*** Block opens ***
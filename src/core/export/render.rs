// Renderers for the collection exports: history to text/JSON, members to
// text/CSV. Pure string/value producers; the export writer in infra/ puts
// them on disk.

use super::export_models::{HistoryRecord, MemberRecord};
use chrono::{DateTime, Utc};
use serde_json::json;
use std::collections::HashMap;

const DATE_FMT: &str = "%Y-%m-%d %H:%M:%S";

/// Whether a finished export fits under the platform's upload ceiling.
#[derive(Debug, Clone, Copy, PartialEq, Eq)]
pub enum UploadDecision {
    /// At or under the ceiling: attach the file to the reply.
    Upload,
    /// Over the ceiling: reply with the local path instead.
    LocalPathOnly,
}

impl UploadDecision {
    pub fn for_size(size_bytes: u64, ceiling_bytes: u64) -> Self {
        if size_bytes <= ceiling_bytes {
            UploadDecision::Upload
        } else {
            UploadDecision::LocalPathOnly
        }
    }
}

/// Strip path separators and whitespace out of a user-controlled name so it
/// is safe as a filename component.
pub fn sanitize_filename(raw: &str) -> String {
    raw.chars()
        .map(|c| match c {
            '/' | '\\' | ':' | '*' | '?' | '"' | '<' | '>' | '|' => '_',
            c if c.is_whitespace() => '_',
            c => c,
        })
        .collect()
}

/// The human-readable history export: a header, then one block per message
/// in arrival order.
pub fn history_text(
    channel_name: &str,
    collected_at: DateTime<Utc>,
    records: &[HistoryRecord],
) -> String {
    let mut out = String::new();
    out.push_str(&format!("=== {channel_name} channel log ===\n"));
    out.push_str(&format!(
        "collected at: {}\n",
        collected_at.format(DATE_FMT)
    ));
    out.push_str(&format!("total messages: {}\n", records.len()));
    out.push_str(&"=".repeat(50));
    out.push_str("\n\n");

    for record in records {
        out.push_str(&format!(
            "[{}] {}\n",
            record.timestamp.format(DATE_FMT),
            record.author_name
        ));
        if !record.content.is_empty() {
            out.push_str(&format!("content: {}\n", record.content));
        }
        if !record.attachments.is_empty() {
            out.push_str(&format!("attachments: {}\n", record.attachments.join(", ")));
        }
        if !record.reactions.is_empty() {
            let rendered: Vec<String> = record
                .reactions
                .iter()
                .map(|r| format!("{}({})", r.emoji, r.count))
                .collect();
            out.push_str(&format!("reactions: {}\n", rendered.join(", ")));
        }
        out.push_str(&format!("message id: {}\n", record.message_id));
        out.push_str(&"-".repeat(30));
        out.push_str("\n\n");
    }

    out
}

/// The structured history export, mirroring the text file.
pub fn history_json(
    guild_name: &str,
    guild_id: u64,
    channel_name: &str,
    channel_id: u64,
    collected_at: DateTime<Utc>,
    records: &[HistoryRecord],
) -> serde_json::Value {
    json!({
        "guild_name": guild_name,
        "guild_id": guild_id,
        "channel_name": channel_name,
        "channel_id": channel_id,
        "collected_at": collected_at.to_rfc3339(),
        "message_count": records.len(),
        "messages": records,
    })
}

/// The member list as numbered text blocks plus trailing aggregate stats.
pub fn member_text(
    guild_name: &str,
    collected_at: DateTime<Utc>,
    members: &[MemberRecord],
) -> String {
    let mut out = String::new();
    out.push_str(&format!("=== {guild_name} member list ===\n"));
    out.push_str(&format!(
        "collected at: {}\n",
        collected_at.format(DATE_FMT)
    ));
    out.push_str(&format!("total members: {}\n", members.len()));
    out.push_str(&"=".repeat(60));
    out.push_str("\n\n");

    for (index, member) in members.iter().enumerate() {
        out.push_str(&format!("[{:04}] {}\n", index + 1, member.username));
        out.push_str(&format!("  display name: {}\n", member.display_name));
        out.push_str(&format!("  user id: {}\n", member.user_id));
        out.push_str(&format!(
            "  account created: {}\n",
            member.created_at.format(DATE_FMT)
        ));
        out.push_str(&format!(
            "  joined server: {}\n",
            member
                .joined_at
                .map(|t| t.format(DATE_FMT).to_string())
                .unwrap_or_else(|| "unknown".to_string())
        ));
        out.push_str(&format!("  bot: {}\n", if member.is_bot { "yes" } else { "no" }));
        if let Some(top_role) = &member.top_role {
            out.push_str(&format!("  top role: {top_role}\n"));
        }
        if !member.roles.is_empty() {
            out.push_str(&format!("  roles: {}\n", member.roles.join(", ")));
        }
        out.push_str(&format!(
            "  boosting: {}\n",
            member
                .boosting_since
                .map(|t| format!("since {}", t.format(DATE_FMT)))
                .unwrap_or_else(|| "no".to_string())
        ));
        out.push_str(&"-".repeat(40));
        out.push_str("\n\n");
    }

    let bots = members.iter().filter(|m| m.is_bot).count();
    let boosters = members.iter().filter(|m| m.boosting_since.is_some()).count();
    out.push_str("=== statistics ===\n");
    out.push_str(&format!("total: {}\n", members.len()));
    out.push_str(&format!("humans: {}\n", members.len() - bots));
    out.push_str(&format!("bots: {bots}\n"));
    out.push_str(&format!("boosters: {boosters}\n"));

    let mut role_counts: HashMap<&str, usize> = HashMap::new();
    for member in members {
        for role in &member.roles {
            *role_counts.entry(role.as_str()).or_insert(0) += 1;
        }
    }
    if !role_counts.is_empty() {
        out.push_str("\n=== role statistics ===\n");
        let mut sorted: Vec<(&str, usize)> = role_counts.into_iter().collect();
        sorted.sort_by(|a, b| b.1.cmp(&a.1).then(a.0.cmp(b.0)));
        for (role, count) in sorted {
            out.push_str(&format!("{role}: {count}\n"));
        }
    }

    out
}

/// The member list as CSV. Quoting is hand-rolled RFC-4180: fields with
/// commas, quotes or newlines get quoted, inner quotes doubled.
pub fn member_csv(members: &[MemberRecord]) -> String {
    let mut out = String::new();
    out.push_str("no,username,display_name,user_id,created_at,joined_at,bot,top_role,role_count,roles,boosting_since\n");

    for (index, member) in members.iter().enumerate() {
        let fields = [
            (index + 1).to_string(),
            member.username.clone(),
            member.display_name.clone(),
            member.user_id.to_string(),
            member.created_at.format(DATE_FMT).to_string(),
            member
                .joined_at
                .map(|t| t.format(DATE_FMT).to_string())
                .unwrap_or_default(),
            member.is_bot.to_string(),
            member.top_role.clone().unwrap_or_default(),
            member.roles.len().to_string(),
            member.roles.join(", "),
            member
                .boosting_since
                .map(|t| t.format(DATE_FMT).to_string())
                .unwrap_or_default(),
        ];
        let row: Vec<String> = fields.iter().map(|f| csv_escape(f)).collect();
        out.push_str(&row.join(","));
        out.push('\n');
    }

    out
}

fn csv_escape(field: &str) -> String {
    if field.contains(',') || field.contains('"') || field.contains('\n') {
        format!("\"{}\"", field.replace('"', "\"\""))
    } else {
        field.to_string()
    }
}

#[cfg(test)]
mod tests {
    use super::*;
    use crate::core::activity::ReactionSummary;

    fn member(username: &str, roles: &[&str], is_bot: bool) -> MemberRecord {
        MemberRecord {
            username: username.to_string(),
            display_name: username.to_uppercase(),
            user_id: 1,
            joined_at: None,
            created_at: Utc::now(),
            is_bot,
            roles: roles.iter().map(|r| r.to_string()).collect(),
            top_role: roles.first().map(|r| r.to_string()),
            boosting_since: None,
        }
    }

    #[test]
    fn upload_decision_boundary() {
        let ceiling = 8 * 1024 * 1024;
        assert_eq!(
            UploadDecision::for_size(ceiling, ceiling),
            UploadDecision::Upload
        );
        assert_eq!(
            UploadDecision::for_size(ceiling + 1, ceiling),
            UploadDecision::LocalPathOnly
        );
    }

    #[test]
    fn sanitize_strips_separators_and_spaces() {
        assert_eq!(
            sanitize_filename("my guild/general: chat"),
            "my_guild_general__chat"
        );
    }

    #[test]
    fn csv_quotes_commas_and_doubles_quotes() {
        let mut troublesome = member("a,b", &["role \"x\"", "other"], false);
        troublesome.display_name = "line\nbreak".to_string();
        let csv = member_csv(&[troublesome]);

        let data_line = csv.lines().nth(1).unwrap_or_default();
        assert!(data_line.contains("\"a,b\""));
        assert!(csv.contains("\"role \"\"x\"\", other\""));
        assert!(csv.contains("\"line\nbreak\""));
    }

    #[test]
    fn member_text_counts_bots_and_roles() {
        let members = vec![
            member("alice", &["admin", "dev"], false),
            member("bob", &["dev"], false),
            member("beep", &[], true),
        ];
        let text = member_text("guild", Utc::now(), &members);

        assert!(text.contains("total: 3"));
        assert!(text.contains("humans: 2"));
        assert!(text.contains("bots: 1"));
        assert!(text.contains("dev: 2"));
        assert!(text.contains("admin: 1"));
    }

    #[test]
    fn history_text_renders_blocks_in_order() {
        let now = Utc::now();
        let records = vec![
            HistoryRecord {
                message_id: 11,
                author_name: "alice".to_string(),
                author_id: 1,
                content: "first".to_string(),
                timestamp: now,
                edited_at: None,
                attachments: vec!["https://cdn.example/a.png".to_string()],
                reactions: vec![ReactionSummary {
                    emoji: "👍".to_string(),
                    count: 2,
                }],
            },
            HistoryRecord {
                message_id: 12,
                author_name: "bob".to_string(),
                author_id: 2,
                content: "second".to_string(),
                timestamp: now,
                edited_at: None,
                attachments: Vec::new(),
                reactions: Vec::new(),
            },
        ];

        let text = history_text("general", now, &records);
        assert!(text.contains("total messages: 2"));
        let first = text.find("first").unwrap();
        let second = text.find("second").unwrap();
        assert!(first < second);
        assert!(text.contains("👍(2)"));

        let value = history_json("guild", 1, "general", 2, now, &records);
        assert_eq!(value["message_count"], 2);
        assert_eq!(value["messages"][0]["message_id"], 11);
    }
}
*** Block closes ***
- **Goal of the exercise**:
Examine the entries and say how many of their lines hold the word "index". No other words should accompany the number.

- **Reply to the task**:
4